Último governador britânico diz que Portugal "baixou os braços" em Macau
O último governador britânico de Hong Kong recorda no mais recente livro de memórias o homólogo de Macau, Vasco Rocha Vieira, como alguém "profundamente decente", mas lamenta que Portugal tivesse "baixado os braços" perante a China.
© Lusa
Mundo Macau
No livro 'Diários de Hong Kong', publicado a propósito do 25.º aniversário da transferência da soberania de Hong Kong para a China, em 01 de julho de 1997, Chris Patten relata várias visitas à antiga colónia portuguesa enquanto ocupou o posto que assumiu durante cinco anos.
O livro é um registo das vivências e pensamentos na época, e inclui também reflexões sobre a história de Hong Kong, ocupada durante a Guerra do Ópio, em meados do século XIX, e sobre que aconteceu a seguir a 1997.
Vasco Rocha Vieira, o 138.º e último governador de Macau, entre 1991 e 1999, elogia Patten, era "um homem completamente decente e amigável", com quem passou alguns fins de semana em convívio com as respetivas famílias, a jogar golfe ou ténis.
"Vir a Macau é sempre como fazer uma viagem a uma parte estranha da Europa para um fim de semana divertido", indica, com alusões à arquitetura histórica colonial e gastronomia portuguesa.
O reitor da Universidade de Oxford, atualmente com 78 anos, recorda conversas francas com o português sobre a forma como ligar com as autoridades chinesas e refere a sensação de que ambos estão, de certa forma, numa situação semelhante.

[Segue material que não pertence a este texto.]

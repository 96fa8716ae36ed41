//! Rotating selection controller

use std::time::{Duration, Instant};

use storefront_core::prelude::*;
use storefront_core::{eligible_items, DisplayItem, Moment};

use super::gesture::interpret_drag;
use super::timer::Deadline;
use super::window::{window_count, window_range};
use super::{CarouselPhase, CarouselTiming, Direction, PauseReason};

/// Pause conditions currently held
#[derive(Debug, Clone, Copy, Default, PartialEq, Eq)]
struct PauseSet {
    hover: bool,
    drag: bool,
    user: bool,
    covered: bool,
}

impl PauseSet {
    fn any(&self) -> bool {
        self.hover || self.drag || self.user || self.covered
    }

    fn holds(&self, reason: PauseReason) -> bool {
        match reason {
            PauseReason::Hover => self.hover,
            PauseReason::Drag => self.drag,
            PauseReason::User => self.user,
            PauseReason::Covered => self.covered,
        }
    }

    fn flag(&mut self, reason: PauseReason) -> &mut bool {
        match reason {
            PauseReason::Hover => &mut self.hover,
            PauseReason::Drag => &mut self.drag,
            PauseReason::User => &mut self.user,
            PauseReason::Covered => &mut self.covered,
        }
    }
}

/// Which window of eligible items is visible, and when it changes
///
/// Owns the eligible items, the current window index, the auto-advance
/// deadline and the post-interaction grace deadline. Every operation clamps
/// or rejects its input, so `current_index` is always a valid window index
/// (or 0 when there is nothing to show).
#[derive(Debug, Clone)]
pub struct RotatingSelection<T> {
    items: Vec<T>,
    window_size: usize,
    current: usize,
    paused: PauseSet,
    timing: CarouselTiming,
    drag_threshold: u32,
    drag_origin: Option<i32>,
    advance_timer: Deadline,
    grace_timer: Deadline,
}

impl<T> Default for RotatingSelection<T> {
    fn default() -> Self {
        Self::new(CarouselTiming::default(), super::DEFAULT_DRAG_THRESHOLD)
    }
}

impl<T> RotatingSelection<T> {
    /// Create an empty controller
    pub fn new(timing: CarouselTiming, drag_threshold: u32) -> Self {
        Self {
            items: Vec::new(),
            window_size: 1,
            current: 0,
            paused: PauseSet::default(),
            timing,
            drag_threshold,
            drag_origin: None,
            advance_timer: Deadline::default(),
            grace_timer: Deadline::default(),
        }
    }

    // ─────────────────────────────────────────────────────────
    // Queries
    // ─────────────────────────────────────────────────────────

    pub fn items(&self) -> &[T] {
        &self.items
    }

    pub fn is_empty(&self) -> bool {
        self.items.is_empty()
    }

    pub fn window_size(&self) -> usize {
        self.window_size
    }

    pub fn window_count(&self) -> usize {
        window_count(self.items.len(), self.window_size)
    }

    pub fn current_index(&self) -> usize {
        self.current
    }

    pub fn timing(&self) -> CarouselTiming {
        self.timing
    }

    /// Items in the visible window, at most `window_size` of them
    pub fn current_window(&self) -> &[T] {
        &self.items[window_range(self.current, self.items.len(), self.window_size)]
    }

    /// Whether more than one window exists
    pub fn can_rotate(&self) -> bool {
        self.window_count() > 1
    }

    pub fn is_paused(&self) -> bool {
        self.paused.any()
    }

    pub fn is_paused_by(&self, reason: PauseReason) -> bool {
        self.paused.holds(reason)
    }

    pub fn is_dragging(&self) -> bool {
        self.drag_origin.is_some()
    }

    pub fn phase(&self) -> CarouselPhase {
        match self.window_count() {
            0 => CarouselPhase::Empty,
            1 => CarouselPhase::Steady,
            _ if self.is_paused() => CarouselPhase::RotatingPaused,
            _ => CarouselPhase::RotatingActive,
        }
    }

    /// Number of pending deadlines (auto-advance plus grace), never above one
    pub fn scheduled_timers(&self) -> usize {
        usize::from(self.advance_timer.is_armed()) + usize::from(self.grace_timer.is_armed())
    }

    /// When the next automatic advance will happen, if one is scheduled
    ///
    /// During a grace period this includes the full interval that follows it.
    pub fn until_next_advance(&self, now: Instant) -> Option<Duration> {
        if let Some(remaining) = self.advance_timer.remaining(now) {
            return Some(remaining);
        }
        self.grace_timer
            .remaining(now)
            .map(|grace| grace + self.timing.interval)
    }

    /// Item committed by a selection at `offset` within the current window
    pub fn select_at(&self, offset: usize) -> Option<&T> {
        self.current_window().get(offset)
    }

    /// Item committed by a selection on the current window
    pub fn select(&self) -> Option<&T> {
        self.select_at(0)
    }

    // ─────────────────────────────────────────────────────────
    // Lifecycle
    // ─────────────────────────────────────────────────────────

    /// Drop every item and cancel all pending deadlines
    pub fn clear(&mut self) {
        self.items.clear();
        self.current = 0;
        self.drag_origin = None;
        self.paused.drag = false;
        self.advance_timer.cancel();
        self.grace_timer.cancel();
    }

    /// Change how many items are shown per window
    ///
    /// Windows are recomputed and the index resets to the first window.
    /// Returns `false` when the size is unchanged.
    pub fn set_window_size(&mut self, window_size: usize, now: Instant) -> bool {
        let window_size = window_size.max(1);
        if window_size == self.window_size {
            return false;
        }
        self.window_size = window_size;
        self.current = 0;
        self.restart_rotation(now);
        true
    }

    // ─────────────────────────────────────────────────────────
    // Navigation
    // ─────────────────────────────────────────────────────────

    /// Manually move one window in `direction`, wrapping at either end
    ///
    /// No-op with fewer than two windows. A successful move restarts the
    /// auto-advance schedule from `now`.
    pub fn advance(&mut self, direction: Direction, now: Instant) -> bool {
        if !self.step(direction) {
            return false;
        }
        self.after_manual_navigation(now);
        true
    }

    pub fn next(&mut self, now: Instant) -> bool {
        self.advance(Direction::Forward, now)
    }

    pub fn prev(&mut self, now: Instant) -> bool {
        self.advance(Direction::Backward, now)
    }

    /// Jump straight to window `index`
    ///
    /// Out-of-range indices are ignored without touching the schedule.
    pub fn jump_to(&mut self, index: usize, now: Instant) -> bool {
        if index >= self.window_count() {
            trace!(
                "Ignoring jump to window {} of {}",
                index,
                self.window_count()
            );
            return false;
        }
        self.current = index;
        self.after_manual_navigation(now);
        true
    }

    /// Pagination dot clicked
    pub fn dot_click(&mut self, index: usize, now: Instant) -> bool {
        self.jump_to(index, now)
    }

    // ─────────────────────────────────────────────────────────
    // Pause / resume
    // ─────────────────────────────────────────────────────────

    /// Hold a pause condition; no advance is scheduled while any is held
    pub fn pause(&mut self, reason: PauseReason) {
        *self.paused.flag(reason) = true;
        self.advance_timer.cancel();
        self.grace_timer.cancel();
    }

    /// Release a pause condition
    ///
    /// When the last condition is released a fresh interval starts at `now`;
    /// ticks missed while paused are not caught up.
    pub fn resume(&mut self, reason: PauseReason, now: Instant) {
        let flag = self.paused.flag(reason);
        if !*flag {
            return;
        }
        *flag = false;
        if !self.is_paused() {
            self.restart_rotation(now);
        }
    }

    /// Flip the user pause; returns whether the controller is now paused by it
    pub fn toggle_user_pause(&mut self, now: Instant) -> bool {
        if self.paused.user {
            self.resume(PauseReason::User, now);
            false
        } else {
            self.pause(PauseReason::User);
            true
        }
    }

    pub fn hover_enter(&mut self) {
        self.pause(PauseReason::Hover);
    }

    pub fn hover_exit(&mut self, now: Instant) {
        self.resume(PauseReason::Hover, now);
    }

    // ─────────────────────────────────────────────────────────
    // Drag gestures
    // ─────────────────────────────────────────────────────────

    /// Pointer pressed at `x`; rotation pauses until the drag ends
    pub fn drag_start(&mut self, x: i32) {
        if self.items.is_empty() {
            return;
        }
        self.drag_origin = Some(x);
        self.pause(PauseReason::Drag);
    }

    /// Pointer released at `x`
    ///
    /// Returns the direction navigated, or `None` when the movement stayed
    /// within the drag threshold (a click) or no drag was in progress.
    pub fn drag_end(&mut self, x: i32, now: Instant) -> Option<Direction> {
        let origin = self.drag_origin.take()?;
        self.resume(PauseReason::Drag, now);
        let direction = interpret_drag(origin, x, self.drag_threshold)?;
        self.advance(direction, now);
        Some(direction)
    }

    /// Abandon a drag without navigating (pointer left the carousel)
    pub fn drag_cancel(&mut self, now: Instant) {
        if self.drag_origin.take().is_some() {
            self.resume(PauseReason::Drag, now);
        }
    }

    // ─────────────────────────────────────────────────────────
    // Timer callback
    // ─────────────────────────────────────────────────────────

    /// Run any deadline that is due at `now`
    ///
    /// Returns `true` when the carousel auto-advanced.
    pub fn tick(&mut self, now: Instant) -> bool {
        if self.is_paused() || !self.can_rotate() {
            return false;
        }

        if self.grace_timer.fire(now) {
            self.advance_timer.arm(now, self.timing.interval);
            return false;
        }

        if self.advance_timer.fire(now) {
            self.step(Direction::Forward);
            self.advance_timer.arm(now, self.timing.interval);
            trace!("Auto-advanced to window {}", self.current);
            return true;
        }

        false
    }

    // ─────────────────────────────────────────────────────────
    // Internals
    // ─────────────────────────────────────────────────────────

    fn step(&mut self, direction: Direction) -> bool {
        let count = self.window_count();
        if count <= 1 {
            return false;
        }
        self.current = match direction {
            Direction::Forward => (self.current + 1) % count,
            Direction::Backward => (self.current + count - 1) % count,
        };
        true
    }

    /// Cancel pending deadlines and start a fresh interval if rotation applies
    fn restart_rotation(&mut self, now: Instant) {
        self.grace_timer.cancel();
        if self.can_rotate() && !self.is_paused() {
            self.advance_timer.arm(now, self.timing.interval);
        } else {
            self.advance_timer.cancel();
        }
    }

    /// Manual navigation replaces the pending tick with the grace period
    fn after_manual_navigation(&mut self, now: Instant) {
        self.advance_timer.cancel();
        self.grace_timer.cancel();
        if !self.can_rotate() || self.is_paused() {
            return;
        }
        if self.timing.grace.is_zero() {
            self.advance_timer.arm(now, self.timing.interval);
        } else {
            self.grace_timer.arm(now, self.timing.grace);
        }
    }
}

impl<T: DisplayItem> RotatingSelection<T> {
    /// Load freshly fetched items
    ///
    /// Keeps eligible items only, orders them, partitions them into windows of
    /// `window_size` and starts at the first window. Pending deadlines from the
    /// previous list are cancelled.
    pub fn initialize(&mut self, items: Vec<T>, window_size: usize, now: Moment) {
        let fetched = items.len();
        self.items = eligible_items(items, now.wall);
        self.window_size = window_size.max(1);
        self.current = 0;
        self.drag_origin = None;
        self.paused.drag = false;
        self.restart_rotation(now.at);
        debug!(
            "Carousel initialized: {} of {} items eligible, {} windows of {}",
            self.items.len(),
            fetched,
            self.window_count(),
            self.window_size
        );
    }
}
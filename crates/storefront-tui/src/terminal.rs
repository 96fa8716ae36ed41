//! Terminal setup and restoration

use std::io::stdout;

use crossterm::event::{DisableMouseCapture, EnableMouseCapture};
use crossterm::execute;
use ratatui::DefaultTerminal;
use storefront_core::prelude::*;

/// Install a panic hook that restores the terminal
pub fn install_panic_hook() {
    let original_hook = std::panic::take_hook();
    std::panic::set_hook(Box::new(move |panic_info| {
        let _ = execute!(stdout(), DisableMouseCapture);
        ratatui::restore();
        original_hook(panic_info);
    }));
}

/// Enter raw mode and the alternate screen
pub fn init() -> Result<DefaultTerminal> {
    ratatui::try_init().map_err(|e| Error::TerminalInit(e.to_string()))
}

/// Leave the alternate screen and raw mode
pub fn restore() -> Result<()> {
    ratatui::try_restore().map_err(|e| Error::TerminalRestore(e.to_string()))
}

/// Start receiving mouse press, release, drag and move events
pub fn enable_mouse_capture() -> Result<()> {
    execute!(stdout(), EnableMouseCapture)
        .map_err(|e| Error::TerminalInit(format!("mouse capture: {}", e)))
}

pub fn disable_mouse_capture() -> Result<()> {
    execute!(stdout(), DisableMouseCapture)
        .map_err(|e| Error::TerminalRestore(format!("mouse capture: {}", e)))
}
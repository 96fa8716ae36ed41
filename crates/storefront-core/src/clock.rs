//! Clock snapshots passed into time-dependent operations
//!
//! Carousel timers run on the monotonic clock while offer validity and
//! countdowns are expressed in wall-clock time. A [`Moment`] captures both at
//! once so a single event is evaluated against one consistent reading, and so
//! tests can drive time explicitly.

use std::time::{Duration, Instant};

use chrono::{DateTime, TimeDelta, Utc};

/// A paired monotonic and wall-clock reading
#[derive(Debug, Clone, Copy, PartialEq, Eq)]
pub struct Moment {
    /// Monotonic time, used for timers and deadlines
    pub at: Instant,
    /// Wall-clock time, used for eligibility windows and countdowns
    pub wall: DateTime<Utc>,
}

impl Moment {
    /// Read both clocks now
    pub fn now() -> Self {
        Self {
            at: Instant::now(),
            wall: Utc::now(),
        }
    }

    /// Build a moment from explicit readings
    pub fn new(at: Instant, wall: DateTime<Utc>) -> Self {
        Self { at, wall }
    }

    /// The same moment shifted forward by `by` on both clocks
    pub fn advanced(self, by: Duration) -> Self {
        let delta = TimeDelta::from_std(by).unwrap_or(TimeDelta::MAX);
        Self {
            at: self.at + by,
            wall: self.wall.checked_add_signed(delta).unwrap_or(self.wall),
        }
    }
}
// src/io/fastq.rs
use flate2::read::MultiGzDecoder;
use std::fs::File;
use std::io::{self, BufRead, BufReader};

pub fn open_fastq(path: &str) -> io::Result<Box<dyn BufRead>> {
    let file = File::open(path)?;
    if path.ends_with(".gz") {
        Ok(Box::new(BufReader::new(MultiGzDecoder::new(file))))
    } else {
        Ok(Box::new(BufReader::new(file)))
    }
}

/// Read the sequence line of the first FASTQ record.
pub fn read_first_sequence<R: BufRead>(reader: R) -> io::Result<String> {
    let mut lines = reader.lines();

    let header = match lines.next() {
        Some(line) => line?,
        None => {
            return Err(io::Error::new(
                io::ErrorKind::InvalidData,
                "empty FASTQ file",
            ))
        }
    };

    if !header.starts_with('@') {
        return Err(io::Error::new(
            io::ErrorKind::InvalidData,
            "FASTQ record must start with '@'",
        ));
    }

    match lines.next() {
        Some(line) => Ok(line?),
        None => Err(io::Error::new(
            io::ErrorKind::InvalidData,
            "FASTQ record truncated before sequence line",
        )),
    }
}
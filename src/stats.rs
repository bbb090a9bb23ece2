use crate::io::fasta::{open_fasta, read_all_sequences};
use serde::Serialize;
use std::io;

#[derive(Debug, Serialize)]
pub struct Stats {
    pub total_contigs: usize,
    pub total_length: usize,
    pub average_length: f64,
    pub n50: usize,
}

/// Coverage of the source by a read set: reads sampled times the ratio of
/// mean read length to source length. `num_reads` is the requested sample
/// count, which may exceed the reads actually kept.
pub fn coverage(seq_len: usize, reads: &[String], num_reads: usize) -> f64 {
    if reads.is_empty() || seq_len == 0 {
        return 0.0;
    }

    let avg_read_len =
        reads.iter().map(|r| r.len()).sum::<usize>() as f64 / reads.len() as f64;

    num_reads as f64 * (avg_read_len / seq_len as f64)
}

/// Summarize a set of contig sequences.
pub fn contig_stats<S: AsRef<str>>(contigs: &[S]) -> Stats {
    let mut lengths: Vec<usize> = contigs.iter().map(|c| c.as_ref().len()).collect();
    lengths.sort_unstable();

    let total: usize = lengths.iter().sum();
    let total_contigs = lengths.len();
    let avg = if total_contigs > 0 {
        total as f64 / total_contigs as f64
    } else {
        0.0
    };

    // N50: length of the shortest contig in the minimal set covering half
    // the total assembly length
    let mut acc = 0;
    let half_total = total / 2;
    let n50 = lengths
        .iter()
        .rev()
        .find(|&&len| {
            acc += len;
            acc >= half_total
        })
        .copied()
        .unwrap_or(0);

    Stats {
        total_contigs,
        total_length: total,
        average_length: avg,
        n50,
    }
}

/// Summarize an assembly FASTA file.
pub fn calculate_stats(path: &str) -> io::Result<Stats> {
    let reader = open_fasta(path)?;
    let sequences = read_all_sequences(reader)?;
    Ok(contig_stats(&sequences))
}

#[cfg(test)]
mod tests {
    use super::*;
    use std::io::Write;
    use tempfile::NamedTempFile;

    #[test]
    fn test_coverage_arithmetic() {
        let reads = vec!["ATGG".to_string(), "GAAGTC".to_string()];
        // mean read length 5, source length 10, 4 reads requested
        let cov = coverage(10, &reads, 4);
        assert!((cov - 2.0).abs() < 1e-9);
    }

    #[test]
    fn test_coverage_of_empty_read_set_is_zero() {
        assert_eq!(coverage(10, &[], 4), 0.0);
    }

    #[test]
    fn test_contig_stats() {
        let contigs = vec!["A".repeat(10), "A".repeat(30), "A".repeat(60)];
        let stats = contig_stats(&contigs);

        assert_eq!(stats.total_contigs, 3);
        assert_eq!(stats.total_length, 100);
        assert!((stats.average_length - 100.0 / 3.0).abs() < 1e-9);
        assert_eq!(stats.n50, 60);
    }

    #[test]
    fn test_stats_on_empty_assembly() {
        let stats = contig_stats::<String>(&[]);
        assert_eq!(stats.total_contigs, 0);
        assert_eq!(stats.n50, 0);
    }

    #[test]
    fn test_calculate_stats_from_fasta() {
        let mut file = NamedTempFile::new().unwrap();
        write!(file, ">contig_0\nATGGA\n>contig_1\nATGGAAGTCG\n").unwrap();

        let stats = calculate_stats(file.path().to_str().unwrap()).unwrap();
        assert_eq!(stats.total_contigs, 2);
        assert_eq!(stats.total_length, 15);
        assert_eq!(stats.n50, 10);
    }
}
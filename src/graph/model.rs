use ahash::AHashMap;
use petgraph::graphmap::DiGraphMap;
use petgraph::Direction;

/// Directed graph over sequence strings.
///
/// Nodes are interned sequences: each distinct string value maps to exactly
/// one vertex id, so inserting a sequence that is already present is a no-op.
/// Edges mean "target is a valid successor of source". All mutation goes
/// through this structure; no policy lives here.
pub struct OverlapGraph {
    graph: DiGraphMap<usize, ()>,
    ids: AHashMap<String, usize>,
    seqs: AHashMap<usize, String>,
    next_id: usize,
}

impl OverlapGraph {
    pub fn new() -> Self {
        OverlapGraph {
            graph: DiGraphMap::new(),
            ids: AHashMap::new(),
            seqs: AHashMap::new(),
            next_id: 0,
        }
    }

    /// Insert a sequence as a node. Idempotent: re-inserting an existing
    /// sequence returns the id it already holds.
    pub fn add_node(&mut self, seq: &str) -> usize {
        if let Some(&id) = self.ids.get(seq) {
            return id;
        }

        let id = self.next_id;
        self.next_id += 1;
        self.ids.insert(seq.to_string(), id);
        self.seqs.insert(id, seq.to_string());
        self.graph.add_node(id);
        id
    }

    /// Insert a directed edge between two existing nodes. No-op when either
    /// endpoint is absent (callers insert nodes first) or when the endpoints
    /// are the same sequence (self-loops are never stored).
    pub fn add_edge(&mut self, from: &str, to: &str) {
        if from == to {
            return;
        }

        let (from_id, to_id) = match (self.ids.get(from), self.ids.get(to)) {
            (Some(&f), Some(&t)) => (f, t),
            _ => return,
        };

        self.graph.add_edge(from_id, to_id, ());
    }

    /// Remove a node and every edge where it is source or target.
    pub fn remove_node(&mut self, seq: &str) {
        if let Some(id) = self.ids.remove(seq) {
            self.seqs.remove(&id);
            self.graph.remove_node(id);
        }
    }

    pub fn contains(&self, seq: &str) -> bool {
        self.ids.contains_key(seq)
    }

    /// Sequences with an edge from `seq`. Order is not significant.
    pub fn successors(&self, seq: &str) -> Vec<String> {
        self.neighbors(seq, Direction::Outgoing)
    }

    /// Sequences with an edge to `seq`. Order is not significant.
    pub fn predecessors(&self, seq: &str) -> Vec<String> {
        self.neighbors(seq, Direction::Incoming)
    }

    fn neighbors(&self, seq: &str, dir: Direction) -> Vec<String> {
        match self.ids.get(seq) {
            Some(&id) => self
                .graph
                .neighbors_directed(id, dir)
                .map(|n| self.seqs[&n].clone())
                .collect(),
            None => Vec::new(),
        }
    }

    pub fn out_degree(&self, seq: &str) -> usize {
        self.degree(seq, Direction::Outgoing)
    }

    pub fn in_degree(&self, seq: &str) -> usize {
        self.degree(seq, Direction::Incoming)
    }

    fn degree(&self, seq: &str, dir: Direction) -> usize {
        match self.ids.get(seq) {
            Some(&id) => self.graph.neighbors_directed(id, dir).count(),
            None => 0,
        }
    }

    /// Nodes with zero in-degree and zero out-degree.
    pub fn isolates(&self) -> Vec<String> {
        self.graph
            .nodes()
            .filter(|&id| {
                self.graph
                    .neighbors_directed(id, Direction::Incoming)
                    .count()
                    == 0
                    && self
                        .graph
                        .neighbors_directed(id, Direction::Outgoing)
                        .count()
                        == 0
            })
            .map(|id| self.seqs[&id].clone())
            .collect()
    }

    /// Remove every isolated node, returning how many were dropped.
    pub fn remove_isolates(&mut self) -> usize {
        let isolates = self.isolates();
        for seq in &isolates {
            self.remove_node(seq);
        }
        isolates.len()
    }

    pub fn node_count(&self) -> usize {
        self.graph.node_count()
    }

    pub fn edge_count(&self) -> usize {
        self.graph.edge_count()
    }

    /// Snapshot of the current node sequences.
    pub fn nodes(&self) -> Vec<String> {
        self.graph.nodes().map(|id| self.seqs[&id].clone()).collect()
    }

    /// Snapshot of the current edges as (source, target) sequence pairs.
    pub fn edges(&self) -> Vec<(String, String)> {
        self.graph
            .all_edges()
            .map(|(from, to, _)| (self.seqs[&from].clone(), self.seqs[&to].clone()))
            .collect()
    }
}

impl Default for OverlapGraph {
    fn default() -> Self {
        Self::new()
    }
}
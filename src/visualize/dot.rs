use crate::graph::model::OverlapGraph;
use std::fs::File;
use std::io::{self, BufWriter, Write};

/// Render the graph's current node and edge sets as Graphviz DOT.
///
/// Output is sorted so the same graph always renders the same file.
pub fn render_dot(graph: &OverlapGraph) -> String {
    let mut out = String::from("digraph overlap {\n");

    let mut nodes = graph.nodes();
    nodes.sort();
    for node in &nodes {
        out.push_str(&format!("    \"{}\";\n", node));
    }

    let mut edges = graph.edges();
    edges.sort();
    for (from, to) in &edges {
        out.push_str(&format!("    \"{}\" -> \"{}\";\n", from, to));
    }

    out.push_str("}\n");
    out
}

/// Write the DOT rendering to a file for `dot -Tpng` and friends.
pub fn write_dot(graph: &OverlapGraph, path: &str) -> io::Result<()> {
    let file = File::create(path)?;
    let mut writer = BufWriter::new(file);
    writer.write_all(render_dot(graph).as_bytes())?;
    Ok(())
}

#[cfg(test)]
mod tests {
    use super::*;

    #[test]
    fn test_render_lists_every_node_and_edge() {
        let mut graph = OverlapGraph::new();
        graph.add_node("ATG");
        graph.add_node("TGG");
        graph.add_node("CCC");
        graph.add_edge("ATG", "TGG");

        let dot = render_dot(&graph);

        assert!(dot.starts_with("digraph overlap {"));
        assert!(dot.contains("\"ATG\";"));
        assert!(dot.contains("\"CCC\";"));
        assert!(dot.contains("\"ATG\" -> \"TGG\";"));
        assert!(dot.trim_end().ends_with('}'));
    }

    #[test]
    fn test_render_is_deterministic() {
        let mut a = OverlapGraph::new();
        let mut b = OverlapGraph::new();
        for node in ["ATG", "TGG", "GGA"] {
            a.add_node(node);
        }
        for node in ["GGA", "ATG", "TGG"] {
            b.add_node(node);
        }
        a.add_edge("ATG", "TGG");
        b.add_edge("ATG", "TGG");

        assert_eq!(render_dot(&a), render_dot(&b));
    }
}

Segundo Patten, Rocha Vieira já manifestava alguma "frustração" com a crescente influência chinesa na administração de Macau e não escondia a consciência de que a forma da transferência de Hong Kong iria ter impacto o processo da colónia portuguesa, dois anos mais tarde, em 1999.
O britânico entende que o governador português estava "constrangido no seu papel pelo mal-estar político generalizado de Portugal sobre se detinha de facto alguma soberania significativa sobre Macau".
"Macau é evidentemente muito diferente, muito mais pequeno, e o lado português baixou os braços em 1967 durante a Revolução Cultural, e depois voltou a baixá-los depois de lhes ter sido, de facto, sido devolvida a custódia durante uma das próprias revoluções portuguesas", escreve no livro.
Mas, acrescenta, "quaisquer que sejam as diferenças nas nossas respetivas colónias, o Partido Comunista Chinês e o comportamento continuam a ser os mesmos".
Os problemas das autoridades portuguesas para controlarem as tríades chinesas e crime organizado em Macau são referidas várias vezes como um exemplo a não seguir em Hong Kong, razão pela qual o britânico resistiu à construção de casinos na antiga colónia britânica.
Nas suas funções, Patten cruzou-se com o antigo primeiro-ministro Cavaco Silva, e o antigo Presidente da República Mário Soares, este durante a inauguração do aeroporto de Macau, em 1995.
A amizade e cumplicidade entre Chris Patten e Rocha Vieira foi útil quando o português ajudou o britânico a estar entre os dignatários, o que implicou ultrapassar a guarda policial do então vice-presidente chinês Rong Yiren para chegar a tempo de o cumprimentar.
Na altura, a tensão entre Hong Kong e Pequim era evidente devido à tentativa do Reino Unido deixar um legado de democracia no território britânico, e Patten reconhece a dificuldade de negociar com os comunistas chineses, aos quais acusa de faltar à palavra e de não aceitarem compromissos.
"Veja-se os problemas que os portugueses ainda têm em Macau, mesmo depois de terem baixado os braços perante a China a cada instante. As nossas negociações mostraram que o sistema chinês é fundamentalmente instável e esta é uma das razões pelas quais é tão difícil construir uma política de envolvimento permanente com o Partido Comunista Chinês", lamentou.